Além da suspeita, o namorado de 16 anos da possível autora também vai responder por ato infracional, nesse caso, análogo a porte ilegal de arma de fogo, já que ele foi o responsável por levar as armas, incluindo a pistola Imbel 380 usada no crime, à casa da família. Ele mostrou o material ao empresário e deixou na residência por medo de ser parado em uma blitz.

O pai do adolescente, Glauco Mesquita Correa da Costa, foi indiciado por omissão de cautela na guarda de arma de fogo. A pena pode chegar a dois anos de prisão e multas. Segundo Bassi, Glauco alegou não saber que as armas foram levadas para a casa da família da possível autora do crime, porém, ele teria obrigação de guardar o equipamento em um local seguro, onde o jovem não teria acesso.

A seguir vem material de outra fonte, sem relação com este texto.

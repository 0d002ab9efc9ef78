//! Free lists of reusable per-response objects.
//!
//! A [`Pool`] hands out [`Pooled`] guards. Dropping the guard recycles the
//! value and puts it back, so every exit path of a response (clean finish,
//! error, or the body being dropped when the peer goes away) returns what it
//! borrowed.

use crate::codec::Encoder;
use bytes::BytesMut;
use parking_lot::Mutex;
use std::fmt;
use std::ops::{Deref, DerefMut};
use std::sync::Arc;

/// Values that can be reset for reuse by an unrelated response.
pub trait Recycle {
    /// Erases all state tied to the previous user.
    fn recycle(&mut self);
}

impl Recycle for BytesMut {
    fn recycle(&mut self) {
        self.clear();
    }
}

impl Recycle for Box<dyn Encoder> {
    fn recycle(&mut self) {
        self.reset();
    }
}

type Factory<T> = Box<dyn Fn() -> T + Send + Sync>;

/// A thread-safe free list that constructs a new value whenever it is empty.
pub struct Pool<T> {
    idle: Mutex<Vec<T>>,
    make: Factory<T>,
    capacity: Option<usize>,
}

impl<T: Recycle> Pool<T> {
    /// Creates an unbounded pool.
    pub fn new<F>(make: F) -> Self
    where
        F: Fn() -> T + Send + Sync + 'static,
    {
        Self {
            idle: Mutex::new(Vec::new()),
            make: Box::new(make),
            capacity: None,
        }
    }

    /// Limits how many idle values are retained; extra releases are dropped.
    pub fn with_capacity_limit(mut self, capacity: Option<usize>) -> Self {
        self.capacity = capacity;
        self
    }

    /// Checks a value out, constructing one if none is idle.
    pub fn acquire(self: &Arc<Self>) -> Pooled<T> {
        let value = self.idle.lock().pop().unwrap_or_else(|| {
            tracing::trace!("pool miss, constructing a new value");
            (self.make)()
        });
        Pooled {
            value: Some(value),
            pool: Arc::clone(self),
        }
    }

    /// Number of values waiting to be reused.
    pub fn idle(&self) -> usize {
        self.idle.lock().len()
    }

    fn release(&self, mut value: T) {
        value.recycle();
        let mut idle = self.idle.lock();
        if self.capacity.is_none_or(|cap| idle.len() < cap) {
            idle.push(value);
        }
    }
}

impl<T> fmt::Debug for Pool<T> {
    fn fmt(&self, f: &mut fmt::Formatter<'_>) -> fmt::Result {
        f.debug_struct("Pool")
            .field("idle", &self.idle.lock().len())
            .field("capacity", &self.capacity)
            .finish()
    }
}

/// A value checked out of a [`Pool`]; returned to it when dropped.
pub struct Pooled<T: Recycle> {
    value: Option<T>,
    pool: Arc<Pool<T>>,
}

impl<T: Recycle> Deref for Pooled<T> {
    type Target = T;

    fn deref(&self) -> &T {
        // only `drop` takes the value
        self.value.as_ref().unwrap_or_else(|| unreachable!())
    }
}

impl<T: Recycle> DerefMut for Pooled<T> {
    fn deref_mut(&mut self) -> &mut T {
        self.value.as_mut().unwrap_or_else(|| unreachable!())
    }
}

impl<T: Recycle> Drop for Pooled<T> {
    fn drop(&mut self) {
        if let Some(value) = self.value.take() {
            self.pool.release(value);
        }
    }
}

impl<T: Recycle> fmt::Debug for Pooled<T> {
    fn fmt(&self, f: &mut fmt::Formatter<'_>) -> fmt::Result {
        f.debug_struct("Pooled").finish_non_exhaustive()
    }
}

Apesar do empresário e pai da adolescente responder criminalmente, a acusada e o namorado não podem ser indiciados, pois são menores de 18 anos. Nesse caso, eles são submetidos à legislação especial, o Estatudo da Criança e do Adolescente (ECA). “O ECA fala que adolescente não comete crime. Ato infracional são condutas que podem ser criminosas, mas, para deixar claro, não há crime. A consequência máxima é internação. O adolescente nunca é preso, pode apenas ser internado em estabelecimento educacional. Pode até ser fechado, mas é educacional, e não prisional”, esclareceu o delegado.